Sunday, my mother, Tirtze, and I took Gilad and Addie to the zoo. We saw a lot of the animals, but Gilad's favorite part of the whole zoo trip was the mist machines they have up along the main path.
Jeffrey and the boys came home in the middle of the night last night. Kayla's out camping with the Girl Scouts now, and Tirtze's at her grandparents.
I've gotten very little knitting done, but I have finished the front and back of my "Boggart in the Window" sweater (so-named because I joked about Harry Potter book boggarts appearing to me in the form of a cable needle, and the sweater pattern is called "Windowpane."
2 comments:
Hi Leesy! It's bluecanary from the knittyboard. May I ask a question? What's an eruv? I love reading your blog...I wish I had a better understanding of Hebrew (I hope I got even that right!).

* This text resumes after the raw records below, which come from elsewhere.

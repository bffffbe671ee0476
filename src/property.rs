use alloc::{
    borrow::Cow,
    collections::BTreeMap,
    string::{String, ToString as _},
};
use core::mem;
use tracing::{debug, error};

use crate::{
    any::{Instance, TypeInfo},
    errors::ResolveErrorKind,
    provider::Provider,
    site::Request,
    utils::thread_safety::{Lock, RcThreadSafety, SendSafety, SyncSafety},
    Container,
};

/// Named mutable string value, injected into `String` sites with the same name.
pub trait Property: SendSafety + SyncSafety {
    fn key(&self) -> Cow<'_, str>;

    fn value(&self) -> String;

    /// Replaces the value, returning the previous one.
    fn set_value(&self, value: String) -> String;
}

pub struct SimpleProperty {
    key: Cow<'static, str>,
    value: Lock<String>,
}

impl SimpleProperty {
    #[inline]
    #[must_use]
    pub fn new(key: impl Into<Cow<'static, str>>, value: impl Into<String>) -> Self {
        Self {
            key: key.into(),
            value: Lock::new(value.into()),
        }
    }
}

impl Property for SimpleProperty {
    fn key(&self) -> Cow<'_, str> {
        Cow::Borrowed(self.key.as_ref())
    }

    fn value(&self) -> String {
        self.value.read().clone()
    }

    fn set_value(&self, value: String) -> String {
        mem::replace(&mut *self.value.write(), value)
    }
}

/// Properties by key. Also the default provider of `String`.
pub(crate) struct PropertyStore {
    properties: Lock<BTreeMap<String, RcThreadSafety<dyn Property>>>,
}

impl PropertyStore {
    #[inline]
    #[must_use]
    pub(crate) fn new() -> Self {
        Self {
            properties: Lock::new(BTreeMap::new()),
        }
    }

    /// Adds the property, replacing the one registered under the same key.
    pub(crate) fn add(&self, property: RcThreadSafety<dyn Property>) -> Option<RcThreadSafety<dyn Property>> {
        let key = property.key().to_string();
        debug!(key = key.as_str(), "Property added");
        self.properties.write().insert(key, property)
    }

    /// Updates the value in place if the key is known, otherwise adds a new property.
    pub(crate) fn set(&self, key: &str, value: String) -> Option<String> {
        let property = self.properties.read().get(key).cloned();
        if let Some(property) = property {
            return Some(property.set_value(value));
        }
        self.add(RcThreadSafety::new(SimpleProperty::new(key.to_string(), value)));
        None
    }

    #[must_use]
    pub(crate) fn get(&self, key: &str) -> Option<String> {
        let property = self.properties.read().get(key).cloned();
        property.map(|property| property.value())
    }

    #[must_use]
    pub(crate) fn contains(&self, key: &str) -> bool {
        self.properties.read().contains_key(key)
    }

    pub(crate) fn remove(&self, key: &str) -> Option<RcThreadSafety<dyn Property>> {
        self.properties.write().remove(key)
    }
}

impl Provider for PropertyStore {
    fn type_info(&self) -> TypeInfo {
        TypeInfo::of::<String>()
    }

    fn name(&self) -> Cow<'_, str> {
        Cow::Borrowed("properties")
    }

    fn is_default(&self) -> bool {
        true
    }

    fn provide(&self, _container: &Container, request: Request<'_>) -> Result<Instance, ResolveErrorKind> {
        let key = request.site_name().unwrap_or_default();
        match self.get(key) {
            Some(value) => Ok(Instance::new(RcThreadSafety::new(value))),
            None => {
                let err = ResolveErrorKind::NoProperty { key: key.to_string() };
                error!("{}", err);
                Err(err)
            }
        }
    }
}

#[cfg(test)]
mod tests {
    extern crate std;

    use super::{Property as _, PropertyStore, SimpleProperty};
    use crate::{
        any::TypeInfo,
        errors::ResolveErrorKind,
        provider::Provider as _,
        site::{Request, Site},
        utils::thread_safety::RcThreadSafety,
        Container,
    };

    use alloc::string::{String, ToString as _};
    use tracing_test::traced_test;

    #[test]
    fn test_simple_property() {
        let property = SimpleProperty::new("retries", "3");

        assert_eq!(property.key(), "retries");
        assert_eq!(property.set_value("5".to_string()), "3");
        assert_eq!(property.value(), "5");
    }

    #[test]
    fn test_store_replace_by_key() {
        let store = PropertyStore::new();

        assert!(store.add(RcThreadSafety::new(SimpleProperty::new("retries", "3"))).is_none());
        assert!(store.add(RcThreadSafety::new(SimpleProperty::new("retries", "4"))).is_some());
        assert_eq!(store.get("retries").as_deref(), Some("4"));

        assert_eq!(store.set("retries", "5".to_string()).as_deref(), Some("4"));
        assert_eq!(store.set("timeout", "30".to_string()), None);
        assert!(store.contains("timeout"));
        assert_eq!(store.get("timeout").as_deref(), Some("30"));

        assert!(store.remove("timeout").is_some());
        assert!(!store.contains("timeout"));
    }

    #[test]
    #[traced_test]
    fn test_store_provides_by_site_name() {
        let container = Container::default();
        let store = PropertyStore::new();
        store.set("retries", "3".to_string());

        let site = Site::field("retries", TypeInfo::of::<String>());
        let value = store.provide(&container, Request::new(None, Some(&site))).unwrap();
        assert_eq!(*value.downcast::<String>().unwrap(), "3");

        let site = Site::field("timeout", TypeInfo::of::<String>());
        let err = store.provide(&container, Request::new(None, Some(&site))).unwrap_err();
        assert!(matches!(err, ResolveErrorKind::NoProperty { key } if key == "timeout"));
    }
}
#![cfg_attr(not(test), no_std)]

extern crate alloc;

#[macro_use]
pub(crate) mod macros;

pub(crate) mod any;
pub(crate) mod blueprint;
pub(crate) mod component;
pub(crate) mod config;
pub(crate) mod container;
pub(crate) mod dependency_resolver;
pub(crate) mod errors;
pub(crate) mod factory;
pub(crate) mod fields;
pub(crate) mod hierarchy;
pub(crate) mod inject;
pub(crate) mod instantiator;
pub(crate) mod lifecycle;
pub(crate) mod property;
pub(crate) mod provider;
pub(crate) mod provider_manager;
pub(crate) mod registry;
pub(crate) mod scanner;
pub(crate) mod service;
pub(crate) mod site;

pub mod utils;

pub use any::{Instance, TypeInfo};
pub use blueprint::Blueprint;
pub use component::Component;
pub use config::{Capabilities, Config, Modifiers};
pub use container::Container;
pub use dependency_resolver::{Dependencies, DependencyResolver, Resolution};
pub use errors::{InstantiateErrorKind, InstantiatorErrorKind, LifecycleErrorKind, ResolveErrorKind, ScanErrorKind};
pub use factory::{FactoryMethod, Methods, MethodsBuilder};
pub use fields::{Field, FieldSlot, Fields, Injectable, Slot};
pub use hierarchy::Supertypes;
pub use inject::{Inject, Requester};
pub use instantiator::{instance, Instantiator};
pub use lifecycle::{Destructible, Initiated};
pub use property::{Property, SimpleProperty};
pub use provider::{provider_fn, FnProvider, Provider, SingletonProvider};
pub use provider_manager::ProviderManager;
pub use scanner::{FixedScanner, Scanner};
pub use site::{Request, Site, SiteKind};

Hi--you're so sweet! An eruv in this context (there are several different possible definitions, mostly kind of related but not too obviously) is the legal construct which binds together one geographic area so that on the Sabbath we can consider it one community or congruent area within which we can carry (things like books or small children) or push (things like a stroller) and so on. Within the eruv, if you "hold" by eruv, you can carry and so on; with no eruv or outside of the eruv you can't. So we don't usually take very small children for a walk outside the confines of the eruv if there's a good chance they can't walk the whole distance. If they do just sit down on their tushies and refuse to go any farther, but it was reasonable to expect they would walk, under most circumstances we do the obvious thing--pick them right up and carry them.
There are several components to the construction of an eruv--laying out actual lines around the area included (generally fishing line around utility poles), the setting aside of food on behalf of the community, and a statement that the eruv is on behalf of the community.
In our neighborhood, the eruv ends just before Rock Creek Park largely because the utility poles stop there! Other local eruvs stop at the Washington Beltway and so on.